Marissa spent hours on the computer playing Disney and Noggin games – protesting whenever an unintended key stroke got her onto something else and not being able to negotiate her return back.

We were wonderfully pleased by what the City of Tempe had to offer: A world-class children’s section in the Tempe Public Library with the delightful preschool storytime; the Tempe Museum with its fake horse, old-fashioned toys and curious displays; wonderful parks with long paths, swings and ducks to feed; a great water splashpad area at Tempe Beach Park and fun, smaller splashpads at places like Hudson and Jaycee parks; and the new aquarium at Arizona Mills Mall. Tempe, you helped us keep the kids occupied.   Along the way, they also tripped to the Phoenix Zoo.            

 It was six weeks of looking after two grandkids who liked to be on the go. They needed to get out of the house to restaurants, stores, malls, and beyond. They thrived in vacation Bible school, relished fireworks, quickly got over their spills and scratches and learned some manners along the way. We can’t count the rolls of paper towels spent on wipe-ups and messes.

 You can indulge them with toys, kids’ meals and the things they impulsively spot in stores.  They gave workouts to our clothes washer, microwave and TV. Our evenings orbited around bath time and calming them down at night to sleep. We lost one of Xavier’s sandal early on, tore the house apart, but never found it. We bought new ones.

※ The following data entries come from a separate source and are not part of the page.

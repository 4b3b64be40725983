use std::path::Path;
use unic_langid::LanguageIdentifier;

/// Validate file path exists and is a regular file
pub fn validate_file_path(path: &str) -> Result<(), String> {
    let path_obj = Path::new(path);

    if !path_obj.exists() {
        return Err(format!("File does not exist: {}", path));
    }

    if !path_obj.is_file() {
        return Err(format!("Path is not a file: {}", path));
    }

    Ok(())
}

/// Validate a directory exists
pub fn validate_dir_path(path: &str) -> Result<(), String> {
    let path_obj = Path::new(path);

    if !path_obj.exists() {
        return Err(format!("Directory does not exist: {}", path));
    }

    if !path_obj.is_dir() {
        return Err(format!("Path is not a directory: {}", path));
    }

    Ok(())
}

/// Validate output file's parent directory exists or can be created
pub fn validate_output_path(path: &str) -> Result<(), String> {
    let path_obj = Path::new(path);

    if let Some(parent) = path_obj.parent().filter(|p| !p.as_os_str().is_empty()) {
        if !parent.exists() {
            if let Err(e) = std::fs::create_dir_all(parent) {
                return Err(format!("Cannot create output directory: {}", e));
            }
        }
    }

    if path_obj.is_dir() {
        return Err(format!("Output path is a directory: {}", path));
    }

    Ok(())
}

/// Validate language code format using unic-langid
pub fn validate_language_code(lang: &str) -> Result<(), String> {
    if lang.is_empty() {
        return Err("Language code cannot be empty".to_string());
    }

    match lang.parse::<LanguageIdentifier>() {
        Ok(_) => Ok(()),
        Err(_) => Err(format!(
            "Invalid language code format: {}. Expected valid BCP 47 language identifier",
            lang
        )),
    }
}

/// Splits a comma-separated language list and validates each code.
///
/// Whitespace around codes is ignored, and so are empty items and repeats.
pub fn parse_language_list(list: &str) -> Result<Vec<String>, String> {
    let mut languages: Vec<String> = Vec::new();
    for code in list.split(',').map(str::trim).filter(|c| !c.is_empty()) {
        validate_language_code(code)?;
        if !languages.iter().any(|l| l == code) {
            languages.push(code.to_string());
        }
    }

    if languages.is_empty() {
        return Err("Language list cannot be empty".to_string());
    }
    Ok(languages)
}

#[cfg(test)]
mod tests {
    use super::*;
    use tempfile::TempDir;

    #[test]
    fn test_validate_language_code() {
        assert!(validate_language_code("en").is_ok());
        assert!(validate_language_code("mr").is_ok());
        assert!(validate_language_code("zh-Hans").is_ok());
        assert!(validate_language_code("pt-BR").is_ok());

        assert!(validate_language_code("").is_err());
        assert!(validate_language_code("not a code").is_err());
        assert!(validate_language_code("-en").is_err());
    }

    #[test]
    fn test_parse_language_list() {
        assert_eq!(
            parse_language_list("en, mr,,en").unwrap(),
            vec!["en".to_string(), "mr".to_string()]
        );
        assert!(parse_language_list(" , ").is_err());
        assert!(parse_language_list("en,???").is_err());
    }

    #[test]
    fn test_file_and_dir_checks() {
        let dir = TempDir::new().unwrap();
        let file = dir.path().join("translations.csv");
        std::fs::write(&file, "path,description,en\n").unwrap();

        let file_str = file.to_string_lossy();
        let dir_str = dir.path().to_string_lossy();
        assert!(validate_file_path(&file_str).is_ok());
        assert!(validate_file_path(&dir_str).is_err());
        assert!(validate_dir_path(&dir_str).is_ok());
        assert!(validate_dir_path(&file_str).is_err());
    }

    #[test]
    fn test_validate_output_path_creates_parent() {
        let dir = TempDir::new().unwrap();
        let output = dir.path().join("nested").join("out.csv");
        assert!(validate_output_path(&output.to_string_lossy()).is_ok());
        assert!(output.parent().unwrap().is_dir());
    }
}
//! CLI library for testing purposes

pub mod config;
pub mod export;
pub mod generate;
pub mod report;
pub mod validation;
pub mod watch;

pub use config::{FileConfig, load_config};
pub use generate::SourceOptions;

I spent those same formative years in a four-room farmhouse down a long driveway, so far from anything so stirring or exciting. We got our first TV when I was nearly 6. I never went to a movie until I was 8. These kids, however, have been zapped by millions more stimuli than I experienced in my sheltered world. It shows up in their intelligence sentences, awareness and spontaneity.

 Patty and I are considering this as an annual undertaking, this hosting grandkids from Oklahoma – if we have enough in our tanks a year from now.

 We also have a granddaughter and grandson in Litchfield Park whom we see regularly.  They are about the same age as their Oklahoma cousins.  Somehow they seem to come from a different tribe. Or maybe we just get them in smaller doses.

We love all of them and marvel at how different each is. We wonder what we can impart in a 42-day stint of influence, adventures, discipline and crazy joy.

Hanging next to the oven in our kitchen are three various decorative plaques. One says, “Grandkids make the world a little softer, a little kinder, a little warmer.” Another says, “God couldn’t be everywhere so he made grandmas.” The last says, “Grandma’s House: Where Memories are Made.”